I altered the semantic for cost function: a separate equality relation is now applied explicitly to determine equality, which takes precedence over substitution cost function.
optional behaviors are now:
_cost = <costfunctionobject> // customize the cost functions
_equal = <equalobject> // customize the element equality relation
_allow_sub = <true/false/true_type/false_type> // enable or disable substitution, at run time or compile time
_max_cost <cost value> // if edit cost grows too large, halt bestpath computation and fall back to fast/dumb linear completion
_max_cost_exception // if true, throw an exception when max cost is exceeded instead of completing
_cost_beam = <cost_type value> // prune "unpromising" paths based on high cost per position
_edit_beam = <unsigned int> // prune paths that are too far off the diagonal
If substitution is disabled at compile time (false_type()), then cost functions and the output functions are not required to define substitution methods.

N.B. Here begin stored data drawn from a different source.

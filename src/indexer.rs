//! Bulk and single-record indexing against a `SearchService`.

use async_trait::async_trait;
use chrono::{DateTime, Utc};
use serde::Serialize;
use tracing::{debug, error, info, warn};

use crate::builder::DocumentBuilder;
use crate::config::IndexConfig;
use crate::document::{document_id, SearchDocument};
use crate::error::{IndexError, Result};
use crate::records::{Catalog, CmsRecord, RecordSource};
use crate::registry::FieldRegistry;
use crate::solr::{SearchService, MATCH_ALL};
use crate::uri::UriResolver;

/// Position in a paginated scan of public records.
#[derive(Debug, Clone, Copy, PartialEq, Eq, Serialize)]
pub struct BatchCursor {
    pub offset: u64,
    pub page_size: u64,
    pub total_estimate: Option<u64>,
}

impl BatchCursor {
    pub fn new(page_size: u64, total_estimate: Option<u64>) -> Self {
        Self {
            offset: 0,
            page_size: page_size.max(1),
            total_estimate,
        }
    }

    /// Move past a page of `fetched` records. Returns `false` once a short
    /// (or empty) page shows the scan is exhausted.
    pub fn advance(&mut self, fetched: u64) -> bool {
        self.offset += fetched;
        fetched >= self.page_size
    }

    /// Percentage done, when the total is known.
    pub fn progress(&self) -> Option<f64> {
        self.total_estimate
            .filter(|total| *total > 0)
            .map(|total| (self.offset as f64 / total as f64) * 100.0)
    }
}

/// Component contributing documents outside the primary record model,
/// e.g. exhibits or simple pages.
#[async_trait]
pub trait AddonProducer: Send + Sync {
    fn name(&self) -> &str;

    async fn produce_documents(&self) -> Result<Vec<SearchDocument>>;
}

#[derive(Debug, Clone, Copy, Default, PartialEq, Eq)]
pub struct ReindexOptions {
    /// Clear the whole index before the first batch (full rebuild)
    pub delete_first: bool,
}

/// Summary of one full reindex.
#[derive(Debug, Clone, PartialEq, Serialize)]
pub struct IndexingReport {
    pub records_indexed: u64,
    pub records_skipped: u64,
    pub batches: u64,
    pub addon_documents: u64,
    pub deleted_first: bool,
    pub started_at: DateTime<Utc>,
    pub finished_at: DateTime<Utc>,
}

/// Fail with `SearchServiceUnavailable` unless the engine answers a ping.
pub async fn ensure_available(service: &dyn SearchService) -> Result<()> {
    match service.ping().await {
        Ok(true) => Ok(()),
        Ok(false) => Err(IndexError::SearchServiceUnavailable(
            "ping was not acknowledged".to_string(),
        )),
        Err(e) => Err(IndexError::SearchServiceUnavailable(e.to_string())),
    }
}

/// Remove every document from the index.
pub async fn delete_all(service: &dyn SearchService) -> Result<()> {
    service.delete_by_query(MATCH_ALL).await?;
    service.commit().await?;
    service.optimize().await
}

/// Runs reindex passes with a fixed configuration and set of addon producers.
pub struct Indexer {
    config: IndexConfig,
    addons: Vec<Box<dyn AddonProducer>>,
}

impl Indexer {
    pub fn new(config: IndexConfig) -> Self {
        Self {
            config,
            addons: Vec::new(),
        }
    }

    pub fn with_addon(mut self, addon: impl AddonProducer + 'static) -> Self {
        self.addons.push(Box::new(addon));
        self
    }

    fn builder(&self, registry: &FieldRegistry, catalog: Catalog) -> DocumentBuilder {
        DocumentBuilder::new(
            registry.index_set(),
            catalog,
            UriResolver::new(self.config.public_base.clone()),
        )
    }

    /// Reindex every public record, one add+commit per page, then addon
    /// documents as one last batch, then optimize.
    ///
    /// Nothing is written when the engine does not answer a ping. A failed
    /// batch is returned as `BatchSubmission` carrying the cursor offset; the
    /// run is not retried here.
    pub async fn reindex_all(
        &self,
        service: &dyn SearchService,
        source: &dyn RecordSource,
        registry: &FieldRegistry,
        options: ReindexOptions,
    ) -> Result<IndexingReport> {
        let started_at = Utc::now();
        ensure_available(service).await?;

        if options.delete_first {
            info!("Deleting all documents before reindexing");
            service.delete_by_query(MATCH_ALL).await?;
            service.commit().await?;
        }

        let builder = self.builder(registry, source.catalog().await?);
        let total = source.count_public().await?;
        let mut cursor = BatchCursor::new(self.config.page_size, total);

        if let Some(total) = total {
            info!("Total public records to index: {}", total);
        }

        let mut report = IndexingReport {
            records_indexed: 0,
            records_skipped: 0,
            batches: 0,
            addon_documents: 0,
            deleted_first: options.delete_first,
            started_at,
            finished_at: started_at,
        };

        loop {
            let records = source
                .fetch_public(cursor.offset, cursor.page_size)
                .await?;
            if records.is_empty() {
                break;
            }

            let fetched = records.len() as u64;
            let docs = build_page(&builder, &records, &mut report);
            submit_batch(service, &docs)
                .await
                .map_err(|e| e.at_offset(cursor.offset))?;

            report.records_indexed += docs.len() as u64;
            report.batches += 1;
            let more = cursor.advance(fetched);

            match cursor.progress() {
                Some(pct) => info!(
                    "Indexed batch of {} records (total: {}, {:.1}%)",
                    docs.len(),
                    report.records_indexed,
                    pct
                ),
                None => info!(
                    "Indexed batch of {} records (total: {})",
                    docs.len(),
                    report.records_indexed
                ),
            }

            if !more {
                break;
            }
        }

        let mut addon_docs = Vec::new();
        for addon in &self.addons {
            let docs = addon.produce_documents().await?;
            debug!("Addon {} produced {} documents", addon.name(), docs.len());
            addon_docs.extend(docs);
        }

        if !addon_docs.is_empty() {
            submit_batch(service, &addon_docs)
                .await
                .map_err(|e| e.at_offset(cursor.offset))?;
            report.addon_documents = addon_docs.len() as u64;
            report.batches += 1;
        }

        info!("Optimizing index...");
        service.optimize().await?;

        report.finished_at = Utc::now();
        info!(
            "Reindex complete: {} records, {} skipped, {} addon documents",
            report.records_indexed, report.records_skipped, report.addon_documents
        );

        Ok(report)
    }

    /// Index one record after it was saved, replacing its previous document.
    pub async fn index_record(
        &self,
        service: &dyn SearchService,
        record: &CmsRecord,
        registry: &FieldRegistry,
        catalog: Catalog,
    ) -> Result<()> {
        let doc = self.builder(registry, catalog).build(record)?;
        debug!("Indexing {}", doc.id);
        service.add_documents(std::slice::from_ref(&doc)).await?;
        service.commit().await
    }

    /// Remove one record's document, e.g. after deletion or when it was made
    /// private.
    pub async fn delete_record(
        &self,
        service: &dyn SearchService,
        model: &str,
        record_id: i64,
    ) -> Result<()> {
        let id = document_id(model, record_id);
        debug!("Removing {} from the index", id);
        service.delete_by_query(&format!("id:\"{}\"", id)).await?;
        service.commit().await
    }
}

fn build_page(
    builder: &DocumentBuilder,
    records: &[CmsRecord],
    report: &mut IndexingReport,
) -> Vec<SearchDocument> {
    let mut docs = Vec::with_capacity(records.len());
    for record in records {
        match builder.build(record) {
            Ok(doc) => docs.push(doc),
            Err(e) => {
                warn!("Skipping record: {}", e);
                report.records_skipped += 1;
            }
        }
    }
    docs
}

async fn submit_batch(service: &dyn SearchService, docs: &[SearchDocument]) -> Result<()> {
    if !docs.is_empty() {
        if let Err(e) = service.add_documents(docs).await {
            error!("Failed to submit {} documents: {}", docs.len(), e);
            return Err(e);
        }
    }
    service.commit().await
}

Now that there are two very different algorithms (Myers and SSSP), there is improved unittesting. Obtaining the same results on both algorithms is an excellent crosscheck.
I've had interest in supporting an application related to:
https://github.com/erikerlandson/edit_distance/issues/5
I have a plan for supporting that, which will probably take a bit of time to work out.
I've been considering possible alternate names for the functions:
edit_distance / edit_alignment
or: edit_cost / edit_path
or: edit_cost / edit_script
I've also been considering whether or not to support for _cost_beam and/or _edit_beam. Unsure how much call there is to prune at the expense of correctness.